What you should do:
Each line of the listing below must be returned exactly.

━━ Information shown ━━

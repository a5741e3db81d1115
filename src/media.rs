//! Persistence for uploaded post images.

use std::path::Path;

use uuid::Uuid;

use crate::error::AppError;

/// Directory under the media root that post images land in; the same
/// prefix is stored on the post row.
pub const POST_UPLOAD_PREFIX: &str = "posts";

/// Strips client-supplied directory components and anything that does
/// not belong in a file name.
fn sanitize_file_name(name: &str) -> String {
    let base = name.rsplit(['/', '\\']).next().unwrap_or_default();
    let cleaned: String = base
        .chars()
        .filter(|c| c.is_ascii_alphanumeric() || matches!(c, '.' | '-' | '_'))
        .collect();
    if cleaned.trim_matches('.').is_empty() {
        "upload".to_string()
    } else {
        cleaned
    }
}

/// Writes an uploaded image under `{media_root}/posts/` and returns the
/// relative path stored on the post row.
pub async fn save_post_image(
    media_root: &Path,
    file_name: &str,
    data: &[u8],
) -> Result<String, AppError> {
    let name = format!("{}_{}", Uuid::new_v4(), sanitize_file_name(file_name));
    let dir = media_root.join(POST_UPLOAD_PREFIX);

    tokio::fs::create_dir_all(&dir).await.map_err(|e| {
        tracing::error!("failed to create media directory: {e}");
        AppError::InternalServerError
    })?;
    tokio::fs::write(dir.join(&name), data).await.map_err(|e| {
        tracing::error!("failed to store uploaded image: {e}");
        AppError::InternalServerError
    })?;

    Ok(format!("{POST_UPLOAD_PREFIX}/{name}"))
}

━━━

Solution to the problem:
repository a5741e3db81d1115
filename src/media.rs
//! Persistence for uploaded post images.

use std::path::Path;

use uuid::Uuid;

use crate::error::AppError;

/// Directory under the media root that post images land in; the same
/// prefix is stored on the post row.
pub const POST_UPLOAD_PREFIX: &str = "posts";

/// Strips client-supplied directory components and anything that does
/// not belong in a file name.
fn sanitize_file_name(name: &str) -> String {
    let base = name.rsplit(['/', '\\']).next().unwrap_or_default();
    let cleaned: String = base
        .chars()
        .filter(|c| c.is_ascii_alphanumeric() || matches!(c, '.' | '-' | '_'))
        .collect();
    if cleaned.trim_matches('.').is_empty() {
        "upload".to_string()
    } else {
        cleaned
    }
}

/// Writes an uploaded image under `{media_root}/posts/` and returns the
/// relative path stored on the post row.
pub async fn save_post_image(
    media_root: &Path,
    file_name: &str,
    data: &[u8],
) -> Result<String, AppError> {
    let name = format!("{}_{}", Uuid::new_v4(), sanitize_file_name(file_name));
    let dir = media_root.join(POST_UPLOAD_PREFIX);

    tokio::fs::create_dir_all(&dir).await.map_err(|e| {
        tracing::error!("failed to create media directory: {e}");
        AppError::InternalServerError
    })?;
    tokio::fs::write(dir.join(&name), data).await.map_err(|e| {
        tracing::error!("failed to store uploaded image: {e}");
        AppError::InternalServerError
    })?;

    Ok(format!("{POST_UPLOAD_PREFIX}/{name}"))
}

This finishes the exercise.